◆ Task
Every line of the listing that follows must be written out unchanged.

◆ Given data
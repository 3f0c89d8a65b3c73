//! HTTP surface of cobrador.
//!
//! A scheduler calls `POST /v1/reconcile` with the shared cron secret; each
//! call runs one reconciliation pass and answers with its summary.

pub mod config;
pub mod error;
pub mod logging;
pub mod routes;
pub mod state;

pub use config::ApiConfig;
pub use error::ApiError;
pub use routes::router;
pub use state::{AppState, PassRunner};
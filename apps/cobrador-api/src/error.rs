//! API error responses.

use axum::{
    http::StatusCode,
    response::{IntoResponse, Response},
    Json,
};
use cobrador_core::CobradorError;
use serde::Serialize;
use thiserror::Error;

/// Errors returned by the HTTP handlers.
#[derive(Debug, Error)]
pub enum ApiError {
    /// Missing or wrong bearer secret.
    #[error("Missing or invalid bearer token")]
    Unauthorized,

    /// No recorded document has the requested id.
    #[error("Document {0} not found")]
    NotFound(String),

    /// Another pass is still running.
    #[error("A reconciliation pass is already running")]
    PassInProgress,

    /// The pass failed as a whole.
    #[error(transparent)]
    Pass(#[from] CobradorError),
}

/// Error response body.
#[derive(Debug, Serialize)]
pub struct ErrorResponse {
    pub error: String,
    pub message: String,
    pub status: u16,
}

impl ApiError {
    fn status_and_code(&self) -> (StatusCode, &'static str) {
        match self {
            ApiError::Unauthorized => (StatusCode::UNAUTHORIZED, "unauthorized"),
            ApiError::NotFound(_) => (StatusCode::NOT_FOUND, "not_found"),
            ApiError::PassInProgress => (StatusCode::CONFLICT, "pass_in_progress"),
            ApiError::Pass(e) => (StatusCode::INTERNAL_SERVER_ERROR, e.kind()),
        }
    }
}

impl IntoResponse for ApiError {
    fn into_response(self) -> Response {
        let (status, error_code) = self.status_and_code();
        if let ApiError::Pass(e) = &self {
            tracing::error!(error = %e, kind = e.kind(), "Request failed");
        }

        let body = ErrorResponse {
            error: error_code.to_string(),
            message: self.to_string(),
            status: status.as_u16(),
        };

        (status, Json(body)).into_response()
    }
}

#[cfg(test)]
mod tests {
    use super::*;

    #[test]
    fn test_pass_errors_map_to_500() {
        let error = ApiError::from(CobradorError::Auth("INVALID_PASSWORD".into()));
        let (status, code) = error.status_and_code();
        assert_eq!(status, StatusCode::INTERNAL_SERVER_ERROR);
        assert_eq!(code, "auth_error");
    }

    #[test]
    fn test_unknown_document_maps_to_404() {
        let (status, code) = ApiError::NotFound("D9".into()).status_and_code();
        assert_eq!(status, StatusCode::NOT_FOUND);
        assert_eq!(code, "not_found");
    }

    #[test]
    fn test_unauthorized_maps_to_401() {
        let (status, code) = ApiError::Unauthorized.status_and_code();
        assert_eq!(status, StatusCode::UNAUTHORIZED);
        assert_eq!(code, "unauthorized");
    }
}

◆ Answer to the exercise
repository 3f0c89d8a65b3c73
//! HTTP surface of cobrador.
//!
//! A scheduler calls `POST /v1/reconcile` with the shared cron secret; each
//! call runs one reconciliation pass and answers with its summary.

pub mod config;
pub mod error;
pub mod logging;
pub mod routes;
pub mod state;

pub use config::ApiConfig;
pub use error::ApiError;
pub use routes::router;
pub use state::{AppState, PassRunner};
filename apps/cobrador-api/src/error.rs
//! API error responses.

use axum::{
    http::StatusCode,
    response::{IntoResponse, Response},
    Json,
};
use cobrador_core::CobradorError;
use serde::Serialize;
use thiserror::Error;

/// Errors returned by the HTTP handlers.
#[derive(Debug, Error)]
pub enum ApiError {
    /// Missing or wrong bearer secret.
    #[error("Missing or invalid bearer token")]
    Unauthorized,

    /// No recorded document has the requested id.
    #[error("Document {0} not found")]
    NotFound(String),

    /// Another pass is still running.
    #[error("A reconciliation pass is already running")]
    PassInProgress,

    /// The pass failed as a whole.
    #[error(transparent)]
    Pass(#[from] CobradorError),
}

/// Error response body.
#[derive(Debug, Serialize)]
pub struct ErrorResponse {
    pub error: String,
    pub message: String,
    pub status: u16,
}

impl ApiError {
    fn status_and_code(&self) -> (StatusCode, &'static str) {
        match self {
            ApiError::Unauthorized => (StatusCode::UNAUTHORIZED, "unauthorized"),
            ApiError::NotFound(_) => (StatusCode::NOT_FOUND, "not_found"),
            ApiError::PassInProgress => (StatusCode::CONFLICT, "pass_in_progress"),
            ApiError::Pass(e) => (StatusCode::INTERNAL_SERVER_ERROR, e.kind()),
        }
    }
}

impl IntoResponse for ApiError {
    fn into_response(self) -> Response {
        let (status, error_code) = self.status_and_code();
        if let ApiError::Pass(e) = &self {
            tracing::error!(error = %e, kind = e.kind(), "Request failed");
        }

        let body = ErrorResponse {
            error: error_code.to_string(),
            message: self.to_string(),
            status: status.as_u16(),
        };

        (status, Json(body)).into_response()
    }
}

#[cfg(test)]
mod tests {
    use super::*;

    #[test]
    fn test_pass_errors_map_to_500() {
        let error = ApiError::from(CobradorError::Auth("INVALID_PASSWORD".into()));
        let (status, code) = error.status_and_code();
        assert_eq!(status, StatusCode::INTERNAL_SERVER_ERROR);
        assert_eq!(code, "auth_error");
    }

    #[test]
    fn test_unknown_document_maps_to_404() {
        let (status, code) = ApiError::NotFound("D9".into()).status_and_code();
        assert_eq!(status, StatusCode::NOT_FOUND);
        assert_eq!(code, "not_found");
    }

    #[test]
    fn test_unauthorized_maps_to_401() {
        let (status, code) = ApiError::Unauthorized.status_and_code();
        assert_eq!(status, StatusCode::UNAUTHORIZED);
        assert_eq!(code, "unauthorized");
    }
}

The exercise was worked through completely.